So I read with interest today this distribution-related tidbit from NTS MediaOnline:
Cumulus Media-owned Westwood One has announced an agreement with NextRadio that will enable all U.S. radio stations to use advertising inventory to fund the industry’s payments to Sprint. Over the past year, broadcasters have been asked to commit dollars and/or inventory to fund the Sprint NextRadio Initiative, which plans to sell at least 30 million FM receiver-enabled smartphones in the next three years. Broadcasters can now meet their commitment by providing two minutes per station per day (Mon-Sun/ 6am-midnight) that Westwood One will sell on NextRadio’s behalf to pay the proceeds to Sprint.
In other words, you now have a new way to use your precious airtime (or not-so-precious, as the case may be) to act as an enabler to NextRadio’s Hail Mary pass aimed at getting FM on mobile phones without having to go through the senseless and cumbersome effort of convincing consumers to actually demand it first.

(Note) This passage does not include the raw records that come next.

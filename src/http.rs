use reqwest::blocking::Client;
use reqwest::header::{ACCEPT, HeaderMap, HeaderValue, USER_AGENT};
use serde_json::Value;

use crate::error::AssetError;

/// Blocking JSON fetcher shared by the remote catalog clients. A request is
/// made once; failures surface immediately.
#[derive(Clone)]
pub struct JsonFetcher {
    client: Client,
    catalog: &'static str,
}

impl JsonFetcher {
    pub fn new(catalog: &'static str) -> Result<Self, AssetError> {
        let mut headers = HeaderMap::new();
        headers.insert(
            USER_AGENT,
            HeaderValue::from_str(&format!("visage-assets/{}", env!("CARGO_PKG_VERSION")))
                .map_err(|err| AssetError::CatalogHttp {
                    catalog,
                    message: err.to_string(),
                })?,
        );
        headers.insert(ACCEPT, HeaderValue::from_static("application/json"));
        let client = Client::builder()
            .default_headers(headers)
            .build()
            .map_err(|err| AssetError::CatalogHttp {
                catalog,
                message: err.to_string(),
            })?;
        Ok(Self { client, catalog })
    }

    pub fn get(&self, url: &str) -> Result<Value, AssetError> {
        tracing::info!(catalog = self.catalog, url, "fetching catalog");
        let response = self
            .client
            .get(url)
            .send()
            .map_err(|err| self.http_error(err))?;
        if !response.status().is_success() {
            let status = response.status().as_u16();
            let message = response
                .text()
                .unwrap_or_else(|_| format!("{} request failed", self.catalog));
            return Err(AssetError::CatalogStatus {
                catalog: self.catalog,
                status,
                message,
            });
        }
        response.json().map_err(|err| self.http_error(err))
    }

    fn http_error(&self, err: reqwest::Error) -> AssetError {
        AssetError::CatalogHttp {
            catalog: self.catalog,
            message: err.to_string(),
        }
    }
}

/// Moves `field` out of a catalog response envelope.
pub fn take_field(
    mut document: Value,
    catalog: &'static str,
    field: &'static str,
) -> Result<Value, AssetError> {
    document
        .get_mut(field)
        .map(Value::take)
        .ok_or(AssetError::CatalogShape { catalog, field })
}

One would think a useful alternative would be to use that precious airtime to fund improved content which has historically shown to actually drive demand for radio through demand for what’s on it.

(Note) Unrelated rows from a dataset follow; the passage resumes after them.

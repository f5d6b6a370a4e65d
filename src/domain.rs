use serde_json::{Map, Value};

use crate::error::AssetError;

/// Track format tag of the reference gene annotation layer.
pub const REFGENE_FORMAT: &str = "refgene";

/// Loosely-typed JSON object. Keys keep their insertion order.
pub type Record = Map<String, Value>;

/// One entry of the browser genome listing, kept as the original object.
/// Nothing beyond "is an object" is checked until qualification asks for it.
#[derive(Debug, Clone, PartialEq)]
pub struct BrowserGenome {
    pub fields: Record,
}

impl BrowserGenome {
    pub fn from_value(value: Value) -> Result<Self, AssetError> {
        let Value::Object(fields) = value else {
            return Err(malformed_browser("genome entry is not an object".to_string()));
        };
        Ok(Self { fields })
    }

    /// The `id` field, when it is a string. Any other shape can never match a
    /// catalog key.
    pub fn id(&self) -> Option<&str> {
        self.fields.get("id").and_then(|value| value.as_str())
    }

    pub fn display_id(&self) -> &str {
        self.id().unwrap_or("<no id>")
    }

    pub fn tracks(&self) -> Result<Vec<TrackDescriptor>, AssetError> {
        self.fields
            .get("tracks")
            .and_then(|value| value.as_array())
            .ok_or_else(|| {
                malformed_browser(format!("genome {} has no `tracks` array", self.display_id()))
            })?
            .iter()
            .map(|track| TrackDescriptor::from_value(self.display_id(), track))
            .collect()
    }

    pub fn reference_track_count(&self) -> Result<usize, AssetError> {
        Ok(self
            .tracks()?
            .iter()
            .filter(|track| track.is_reference_annotation())
            .count())
    }
}

#[derive(Debug, Clone, PartialEq, Eq)]
pub struct TrackDescriptor {
    pub format: String,
}

impl TrackDescriptor {
    /// Every track of a genome under consideration must carry a string
    /// `format`.
    pub fn from_value(genome: &str, value: &Value) -> Result<Self, AssetError> {
        let format = value
            .get("format")
            .and_then(|value| value.as_str())
            .ok_or_else(|| {
                malformed_browser(format!("genome {genome} has a track without a `format`"))
            })?;
        Ok(Self {
            format: format.to_string(),
        })
    }

    pub fn is_reference_annotation(&self) -> bool {
        self.format == REFGENE_FORMAT
    }
}

/// The two species-metadata fields carried into enriched records.
#[derive(Debug, Clone, Default, PartialEq)]
pub struct SpeciesInfo {
    pub eva_species: Option<Value>,
    pub track_hub_id: Option<Value>,
}

impl SpeciesInfo {
    pub fn from_value(genome: &str, value: &Value) -> Result<Self, AssetError> {
        let fields = value.as_object().ok_or_else(|| AssetError::MalformedRecord {
            source_name: "species metadata",
            message: format!("entry {genome} is not an object"),
        })?;
        Ok(Self {
            eva_species: present(fields.get("evaSpecies")),
            track_hub_id: present(fields.get("trackHubId")),
        })
    }

    pub fn to_record(&self) -> Record {
        let mut record = Record::new();
        record.insert(
            "evaSpecies".to_string(),
            self.eva_species.clone().unwrap_or(Value::Null),
        );
        record.insert(
            "trackHubId".to_string(),
            self.track_hub_id.clone().unwrap_or(Value::Null),
        );
        record
    }
}

fn present(value: Option<&Value>) -> Option<Value> {
    value.filter(|value| !value.is_null()).cloned()
}

fn malformed_browser(message: String) -> AssetError {
    AssetError::MalformedRecord {
        source_name: "browser genome listing",
        message,
    }
}

/// Genomes officially recognized by the UCSC catalog, keyed verbatim by id.
/// Entry shapes are checked only when a genome is enriched.
#[derive(Debug, Clone, Default)]
pub struct UcscCatalog {
    genomes: Record,
}

impl UcscCatalog {
    pub fn from_value(value: Value) -> Result<Self, AssetError> {
        let Value::Object(genomes) = value else {
            return Err(AssetError::MalformedRecord {
                source_name: "UCSC catalog",
                message: "`ucscGenomes` is not an object".to_string(),
            });
        };
        Ok(Self { genomes })
    }

    pub fn contains(&self, id: &str) -> bool {
        self.genomes.contains_key(id)
    }

    pub fn record(&self, id: &str) -> Result<&Record, AssetError> {
        self.genomes
            .get(id)
            .ok_or_else(|| AssetError::UnknownGenome(id.to_string()))?
            .as_object()
            .ok_or_else(|| AssetError::MalformedRecord {
                source_name: "UCSC catalog",
                message: format!("entry {id} is not an object"),
            })
    }

    pub fn len(&self) -> usize {
        self.genomes.len()
    }

    pub fn is_empty(&self) -> bool {
        self.genomes.is_empty()
    }
}

/// Species metadata keyed verbatim by genome id.
#[derive(Debug, Clone, Default)]
pub struct SpeciesIndex {
    entries: Record,
}

impl SpeciesIndex {
    pub fn from_value(value: Value) -> Result<Self, AssetError> {
        let Value::Object(entries) = value else {
            return Err(AssetError::MalformedRecord {
                source_name: "species metadata",
                message: "document is not an object".to_string(),
            });
        };
        Ok(Self { entries })
    }

    pub fn contains(&self, id: &str) -> bool {
        self.entries.contains_key(id)
    }

    pub fn info(&self, id: &str) -> Result<SpeciesInfo, AssetError> {
        let entry = self
            .entries
            .get(id)
            .ok_or_else(|| AssetError::UnknownGenome(id.to_string()))?;
        SpeciesInfo::from_value(id, entry)
    }

    pub fn len(&self) -> usize {
        self.entries.len()
    }

    pub fn is_empty(&self) -> bool {
        self.entries.is_empty()
    }
}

But evidently one would be wrong.
I suspect that Trey Parker and Matt Stone would shake their heads at this lapse in good sense.
Trey and Matt are, of course, the creators of South Park, and they just announced a three-year deal with Hulu for exclusive streaming of the huge catalog of South Park episodes in a deal worth more than $80 million.
This reflects an important trend, writes David Carr in the New York Times:
First and foremost, high-quality content is only going to become more expensive as additional platforms open up. Content, we were told, wanted to be free. Turns out, it wants to be paid at every turn. Distribution, which used to dictate everything, has become commoditized, and it is content that is now precious.
Let me repeat that for emphasis: “Distribution, which used to dictate everything, has become commoditized, and it is content that is now precious.”
This was a theme of my opening presentation at hivio, and now here it is again, emphasized more than 80 million ways.
While I realize that radio’s historical business model is rooted in the power of what used to be exclusive audio distribution, the smart broadcasters and the smart content-makers they collaborate with had better wake up to the new reality:
Distribution, while critical for the success of content, is increasingly not where future value is. The value is in what’s distributed. The value is in high-quality content.